▶ _What needs to be done_:
Every line of the data below is to be retyped exactly.

Stored items:
++++++++++

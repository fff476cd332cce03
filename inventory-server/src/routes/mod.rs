use axum::Router;
use axum::extract::DefaultBodyLimit;
use axum::middleware as axum_middleware;
use http::{HeaderName, HeaderValue};
use tower_http::cors::CorsLayer;
use tower_http::request_id::{MakeRequestId, PropagateRequestIdLayer, RequestId, SetRequestIdLayer};
use tower_http::services::ServeDir;
use tower_http::trace::TraceLayer;
use uuid::Uuid;

use crate::api;
use crate::core::ServerState;
use crate::server::middleware;

/// Room for multipart boundaries and the text fields next to the image
const MULTIPART_OVERHEAD_BYTES: usize = 64 * 1024;

const REQUEST_ID_HEADER: &str = "x-request-id";

/// Custom request ID generator
#[derive(Clone)]
struct XRequestId;

impl MakeRequestId for XRequestId {
    fn make_request_id<B>(&mut self, _request: &http::Request<B>) -> Option<RequestId> {
        let id = Uuid::new_v4().to_string();
        HeaderValue::from_str(&id).ok().map(RequestId::new)
    }
}

/// Build a router with all API routes registered (no middleware, no state)
pub fn build_router() -> Router<ServerState> {
    Router::new()
        .merge(api::maps::router())
        .merge(api::items::router())
        .merge(api::search::router())
        .merge(api::bulk::router())
        .merge(api::assets::router())
        .merge(api::health::router())
}

/// Build a fully configured application with static files and middleware
///
/// Used by the HTTP server and by the integration tests.
pub fn build_app(state: &ServerState) -> Router<ServerState> {
    let body_limit = state.config.max_upload_bytes + MULTIPART_OVERHEAD_BYTES;
    let request_id = HeaderName::from_static(REQUEST_ID_HEADER);

    build_router()
        // 地图底图与物品缩略图
        .nest_service("/static", ServeDir::new(&state.config.static_dir))
        .layer(DefaultBodyLimit::max(body_limit))
        // ========== Tower HTTP Middleware ==========
        .layer(CorsLayer::permissive())
        // Request logging
        .layer(axum_middleware::from_fn(middleware::logging_middleware))
        .layer(TraceLayer::new_for_http())
        // Propagate request ID to response
        .layer(PropagateRequestIdLayer::new(request_id.clone()))
        // Request ID - outermost, so every inner layer sees it
        .layer(SetRequestIdLayer::new(request_id, XRequestId))
}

++++++++++

▶ _Result of the exercise_:
repository fff476cd332cce03
filename inventory-server/src/routes/mod.rs
use axum::Router;
use axum::extract::DefaultBodyLimit;
use axum::middleware as axum_middleware;
use http::{HeaderName, HeaderValue};
use tower_http::cors::CorsLayer;
use tower_http::request_id::{MakeRequestId, PropagateRequestIdLayer, RequestId, SetRequestIdLayer};
use tower_http::services::ServeDir;
use tower_http::trace::TraceLayer;
use uuid::Uuid;

use crate::api;
use crate::core::ServerState;
use crate::server::middleware;

/// Room for multipart boundaries and the text fields next to the image
const MULTIPART_OVERHEAD_BYTES: usize = 64 * 1024;

const REQUEST_ID_HEADER: &str = "x-request-id";

/// Custom request ID generator
#[derive(Clone)]
struct XRequestId;

impl MakeRequestId for XRequestId {
    fn make_request_id<B>(&mut self, _request: &http::Request<B>) -> Option<RequestId> {
        let id = Uuid::new_v4().to_string();
        HeaderValue::from_str(&id).ok().map(RequestId::new)
    }
}

/// Build a router with all API routes registered (no middleware, no state)
pub fn build_router() -> Router<ServerState> {
    Router::new()
        .merge(api::maps::router())
        .merge(api::items::router())
        .merge(api::search::router())
        .merge(api::bulk::router())
        .merge(api::assets::router())
        .merge(api::health::router())
}

/// Build a fully configured application with static files and middleware
///
/// Used by the HTTP server and by the integration tests.
pub fn build_app(state: &ServerState) -> Router<ServerState> {
    let body_limit = state.config.max_upload_bytes + MULTIPART_OVERHEAD_BYTES;
    let request_id = HeaderName::from_static(REQUEST_ID_HEADER);

    build_router()
        // 地图底图与物品缩略图
        .nest_service("/static", ServeDir::new(&state.config.static_dir))
        .layer(DefaultBodyLimit::max(body_limit))
        // ========== Tower HTTP Middleware ==========
        .layer(CorsLayer::permissive())
        // Request logging
        .layer(axum_middleware::from_fn(middleware::logging_middleware))
        .layer(TraceLayer::new_for_http())
        // Propagate request ID to response
        .layer(PropagateRequestIdLayer::new(request_id.clone()))
        // Request ID - outermost, so every inner layer sees it
        .layer(SetRequestIdLayer::new(request_id, XRequestId))
}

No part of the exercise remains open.